Beggs, who identifies as male, wasn’t permitted to wrestle boys this year. The University Interscholastic League, which oversees athletics in Texas public schools, says students’ genders must be based off their birth certificates. So Beggs was forced to wrestle girls. He went 56-0 this season and knocked off Chelsea Sanchez for the 110-pound weight class title last weekend. When the Euless Trinity junior’s hand was raised in victory, he was greeted with an impassioned mix of boos and cheers.

“I just heard the boos, but I heard more cheering,” Beggs told ESPN Wednesday. “Honestly, I was like, ‘You know what? Boo all you want, because you’re just hating. You hating ain’t going to get me and you nowhere, and I’m just going to keep on doing what I’ve got to do.’

Many of Beggs’ detractors, including WEEI’s Gerry Callahan, say he shouldn’t have been allowed to compete at all.

“Sometimes you’re not allowed to do what you want to do,” Callahan told me on the radio this week. “It’s totally unfair to ask a boy to make a move –– a lot moves go right to the crotch.

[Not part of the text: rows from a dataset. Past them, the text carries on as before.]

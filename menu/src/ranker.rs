//! Deterministic fallback ranking.
//!
//! Mirrors the rules the smart-search prompt gives the hosted model (dietary
//! tags, price sensitivity, descriptive keywords) so falling back does not
//! feel like a different product. Pure function of its inputs: same query
//! and candidates always produce the same ordering.

use crate::MAX_RESULTS;
use crate::intent::ParsedQuery;
use crate::item::MenuItem;

const NAME_MATCH: f64 = 10.0;
const NAME_PREFIX_BONUS: f64 = 5.0;
const TAG_MATCH: f64 = 5.0;
const INTENT_BASE: f64 = 1.0;
const CHEAP_BONUS_NUMERATOR: f64 = 1000.0;

/// Keyword/intent heuristic ranker. Total: never fails, returns an empty
/// list when nothing qualifies.
#[derive(Debug, Clone, Copy, Default)]
pub struct LocalRanker;

struct ScoredCandidate<'a> {
    item: &'a MenuItem,
    score: f64,
}

impl LocalRanker {
    /// Ranks `candidates` against `query`, best match first, at most
    /// [`MAX_RESULTS`] items.
    pub fn rank(&self, query: &str, candidates: &[MenuItem]) -> Vec<MenuItem> {
        let Some(parsed) = ParsedQuery::parse(query) else {
            return Vec::new();
        };

        let available: Vec<&MenuItem> = candidates
            .iter()
            .filter(|item| item.is_available())
            .collect();

        // Ceiling comes from the items actually in play, so a sold-out
        // item's price cannot shape it.
        let ceiling = parsed.price_ceiling(&available);

        let mut scored: Vec<ScoredCandidate> = available
            .iter()
            .filter_map(|&item| {
                score(item, &parsed, ceiling).map(|score| ScoredCandidate { item, score })
            })
            .collect();

        // Stable sort keeps input order on equal scores.
        scored.sort_by(|a, b| {
            b.score
                .partial_cmp(&a.score)
                .unwrap_or(std::cmp::Ordering::Equal)
        });
        scored.truncate(MAX_RESULTS);

        scored.into_iter().map(|c| c.item.clone()).collect()
    }
}

/// Scores one item, or `None` when it is filtered out entirely.
fn score(item: &MenuItem, parsed: &ParsedQuery, ceiling: f64) -> Option<f64> {
    if parsed.wants_veg && !item.is_veg() {
        return None;
    }
    if parsed.wants_non_veg && !item.is_non_veg() {
        return None;
    }
    if item.price > ceiling {
        return None;
    }

    let name = item.name.to_lowercase();
    let mut total = 0.0;

    for keyword in &parsed.keywords {
        if name.contains(keyword.as_str()) {
            total += NAME_MATCH;
            if name.starts_with(keyword.as_str()) {
                total += NAME_PREFIX_BONUS;
            }
        }
        if item
            .tags
            .iter()
            .any(|tag| tag.to_lowercase().contains(keyword.as_str()))
        {
            total += TAG_MATCH;
        }
    }

    if total == 0.0 {
        if !parsed.has_intent() {
            // Nothing matched and nothing was asked for categorically.
            return None;
        }
        // A dietary or price match alone qualifies, just barely.
        total = INTENT_BASE;
    }

    if parsed.wants_cheap {
        total += CHEAP_BONUS_NUMERATOR / item.price.max(1.0);
    }

    Some(total)
}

You want a boy doing that to a girl?”

It wasn’t Beggs’ choice to wrestle in the girls’ division. His attorney says he wanted to face boys, but was rebuffed. At that moment, he was faced with a choice: stop wrestling because of who he is, or keep pressing forward. Beggs chose the latter, and says he was faced with taunts throughout the entirety of the season. He was called “”f—-t” and “it,” with some opponents declining to step onto the mat with him. One of his friends’ fathers even sued him, saying he will bring “imminent threat of bodily harm” to the girls he’s competing against.

That’s a lot of trouble to go through just to wrestle. People who suggest Beggs, or other student-athletes in his position, change their gender identities to gain a competitive advantage are out of their minds. Beggs just wants to embrace who he is.

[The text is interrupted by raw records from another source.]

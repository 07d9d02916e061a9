fn main() {
    if let Ok(target) = std::env::var("TARGET") {
        println!("cargo:rustc-env=CISIO_BUILD_TARGET={target}");
    }
    println!("cargo:rerun-if-env-changed=TARGET");
}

“You just have to stay strong,” he said. “There’s going to be sucky days. There is going to be sucky days, believe me. … There’s always going to be another day. There’s always going to be another week. You’ve just got to keep on rolling.”

It’s understandable why some parents are apprehensive about their daughters facing Beggs, who’s been taking testosterone injections in order to expedite his transition from female-to-male. But the fault here lies with the UIL, which prohibits Beggs from competing against other males. Irate parents should take their complaints to the state. It’s not Beggs’ responsibility to worry about the comfort of his opponents. He must do what’s best for him.

Transgender kids are some of the most vulnerable people in the U.S. More than 80 percent of transgender students say they feel threatened at school, and 41 percent of transgender people say they’ve tried to commit suicide at least once in their lives. The suicide attempt rate of the overall U.S. population is 4.6 percent.

In his interview with ESPN, Beggs said he thought about taking his own life when he was in seventh grade. By refusing to cower to social pressure, he may now be a role model to other transgender kids who are entertaining those same dark thoughts. Thanks to the Trump administration’s decision to overturn federal protections for transgender students, a simple act like going to the bathroom could now be a traumatizing experience for some. Imagine living in a world where you’re perceived as such an outcast, that performing even a basic bodily function could invite scorn and ridicule. It’s important for the marginalized to see others who stand up against adversity, and raise their hands high –– just like Beggs.

Today, only 16 states and the District of Columbia permit transgender student-athletes to compete based on their gender identity sans medical intervention. Seven states require an amended birth certificate or proof of medical action, such as surgery or hormones. In Texas, birth certificates can only be changed with a court order. It’s an expensive and arduous process, meant to make it difficult for transgender people to be who they are.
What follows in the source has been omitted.